Вскочил мужик на ноги, отвесил бабе оплеуху, а ведьма снова головой качает:
– А ты что же, хозяин? Почему крест на сына не надеваешь? Ведь он крещёный у тебя, а креста не носит, вот и унёс его Леший, возымел свою силу.
Тот плечи опустил.
– То-то же, чужие грехи пред очами, а свои за плечами. Оба вы виноваты в том, что случилось. И не знаю я, сумею ли помочь вашей беде, уж больно сильно материнское слово, его не переиначишь. Ну, да попробую. Завтра, как солнце за реку сядет, приходите на поле, на то место, где Гришанька пропал, там и встретимся. Да с собой рубашечку его крестильную прихватите, и крестик на гайтане, нужны они мне будут.
Сказала так Аглая проводила гостей и задумалась. Ночью на реку ходила, Водяного кликала, условилась о чём-то, а с утра раннего, до зари ещё, напустила на деревню туманы зыбкие, мутные, чтобы не увидел её никто, да пошла к Хозяину Речному, забирать палец утопленника. Из того пальца сделает она нынче свечу, обвязав его нитью наговорённой, да воском, смешанным с пеплом от костра с Ивана-Купалы, трав истолчёт сухих, да особые слова прочитает. И со свечою той пойдёт она в лес.
Как рассвело, туман развеялся, день занялся. А к вечеру, как условились, пришла ведьма на поле, за которым начинался лес дремучий. Там поджидали уже её опухшие от слёз родители Гришаньки.
– Принесли что просила?
– Принесли.
– Ну, давайте. Да пока в сторону отойдите.
Стала Аглая шептать, да бормотать, нараспев слова тайные читать, да в следы, что накануне остались, острые иглы втыкать. Зашумел, застонал лес чёрный. Засверкала вдалеке, за лесом, гроза. После свечу зажгла, те следы обкапала, глянула на родителей быстрым взглядом агатовых глаз и сказала:
– А теперь тут ждите, да молитвы читайте, какие знаете, если повезёт, найду я вашего сына и высвободить сумею.

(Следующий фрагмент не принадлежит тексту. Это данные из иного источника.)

use anyhow::{bail, Result};
use clap::Subcommand;
use comfy_table::Cell;
use console::Term;
use tokio_util::sync::CancellationToken;

use super::browse::open_or_print;
use super::Context;
use crate::forge::services::{Job, Pipeline, Pipelines};
use crate::output::{self, create_table, dim, duration_cell, run_status_label, state_cell};
use crate::watch::{self, WatchOptions};

#[derive(Subcommand, Debug)]
pub enum PipelineCommand {
    /// List recent pipelines
    #[command(alias = "ls")]
    List {
        #[arg(short = 'L', long, default_value_t = 20)]
        limit: usize,
    },
    /// Show a pipeline and its jobs (the latest by default)
    View {
        id: Option<u64>,

        #[arg(short, long)]
        web: bool,
    },
    /// List the jobs of a pipeline
    Jobs { id: u64 },
    /// Follow a pipeline until it finishes
    Watch {
        /// Pipeline to watch (the latest by default)
        id: Option<u64>,

        /// Seconds between refreshes
        #[arg(short, long, default_value_t = 3, allow_negative_numbers = true)]
        interval: i64,

        /// Exit with 1 if the pipeline does not succeed
        #[arg(long)]
        exit_status: bool,
    },
    /// Cancel a running pipeline
    Cancel { id: u64 },
    /// Run a pipeline again
    Restart { id: u64 },
}

pub async fn run(ctx: &mut Context, command: &PipelineCommand) -> Result<()> {
    let repo = ctx.repo().await?;
    let pipelines = ctx.client.pipelines(&repo);

    match command {
        PipelineCommand::List { limit } => {
            let list = pipelines.list(&ctx.cancel, Some(*limit)).await?;
            ctx.emit(&list, |list| {
                print_list(list);
                Ok(())
            })
        }
        PipelineCommand::View { id, web } => {
            let pipeline = match id {
                Some(id) => pipelines.get(&ctx.cancel, *id).await?,
                None => latest(&pipelines, &ctx.cancel).await?,
            };
            if *web {
                let suffix = format!("/cicd/pipeline/{}", pipeline.local_id);
                return open_or_print(&ctx.web_url(&repo, &suffix), false);
            }
            let jobs = pipelines.jobs(&ctx.cancel, pipeline.local_id).await?;
            if ctx.format.is_machine() {
                return output::print_data(
                    ctx.format,
                    &serde_json::json!({"pipeline": pipeline, "jobs": jobs}),
                );
            }
            let mut stdout = std::io::stdout();
            watch::render(&mut stdout, &pipeline, &jobs)?;
            Ok(())
        }
        PipelineCommand::Jobs { id } => {
            let jobs = pipelines.jobs(&ctx.cancel, *id).await?;
            ctx.emit(&jobs, |jobs| {
                print_jobs(jobs);
                Ok(())
            })
        }
        PipelineCommand::Watch {
            id,
            interval,
            exit_status,
        } => {
            let options = WatchOptions::new(*interval, *exit_status)?;
            let local_id = match id {
                Some(id) => *id,
                None => latest(&pipelines, &ctx.cancel).await?.local_id,
            };
            let tty = Term::stdout().is_term();
            let mut stdout = std::io::stdout();
            watch::watch_pipeline(&pipelines, local_id, &options, &ctx.cancel, &mut stdout, tty).await?;
            Ok(())
        }
        PipelineCommand::Cancel { id } => {
            pipelines.cancel(&ctx.cancel, *id).await?;
            output::success(format!("Canceled pipeline #{id}"));
            Ok(())
        }
        PipelineCommand::Restart { id } => {
            pipelines.restart(&ctx.cancel, *id).await?;
            output::success(format!("Restarted pipeline #{id}"));
            Ok(())
        }
    }
}

async fn latest(pipelines: &Pipelines<'_>, cancel: &CancellationToken) -> Result<Pipeline> {
    match pipelines.latest(cancel).await? {
        Some(pipeline) => Ok(pipeline),
        None => bail!("No pipelines in this project yet"),
    }
}

fn print_list(list: &[Pipeline]) {
    if list.is_empty() {
        println!("{}", dim("No pipelines"));
        return;
    }
    let mut table = create_table(&["ID", "STATUS", "REF", "COMMIT", "DURATION", "CREATED"]);
    for p in list {
        table.add_row(vec![
            Cell::new(format!("#{}", p.local_id)),
            state_cell(&run_status_label(&p.status)),
            Cell::new(&p.git_ref),
            Cell::new(p.short_commit()),
            duration_cell(p.duration_secs()),
            Cell::new(p.created_at.short()),
        ]);
    }
    println!("{table}");
}

fn print_jobs(jobs: &[Job]) {
    if jobs.is_empty() {
        println!("{}", dim("No jobs"));
        return;
    }
    let mut table = create_table(&["ID", "NAME", "STAGE", "STATUS", "DURATION"]);
    for job in jobs {
        table.add_row(vec![
            Cell::new(job.local_id),
            Cell::new(&job.name),
            Cell::new(&job.stage),
            state_cell(&run_status_label(&job.status)),
            duration_cell(job.duration_secs()),
        ]);
    }
    println!("{table}");
}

Те лишь закивали молча, бледные и суровые, от страха не могли они и слова вымолвить. А Аглая направилась в лес. С Лешим она дружбу водила, да только он тоже своего так легко не отдаст, жертвы запросит, и тут уж чёрной собакой иль курицей не откупиться. Ну, да видно будет. Подарок-то она ему приготовила, но примет ли…
Аглая шла по лесу, держа впереди себя, в вытянутой руке, свечу. Жарко и ярко она светила, далёко освещала дремучую чащу, лес тот густой был, старый, тёмный, сразу с опушки непроходимым становился. Лишний раз люди туда не совались. На охоту да по грибы в другой лес ходили, что за соседней деревней начинался. Подалече, да зато светлый тот лес, берёзовый, совсем в иную сторону тянется. А про тот лес, по которому сейчас Аглая шла, дурное говорили. Нечисть тут водилась. Свеча выхватывала из темноты кривые стволы и сучья, но в её свете всё видилось истинным, таким, каким есть – и деревья были не деревьями вовсе, а чудищами лесными, древними, с бородами моховыми, с пальцами сучковатыми, с морщинистыми телами, с глазами плошками, что светились во тьме жёлтым светом. Они пытались ухватить её за подол, цеплялись за волосы, опутывали корнями ноги, но Аглая шептала нужные слова и шла вперёд, мимо коряг, усмехавшихся ей вслед, мимо маленьких, юрких существ, перебегавших ей дорогу, мимо ползучих гадов и летучих сов.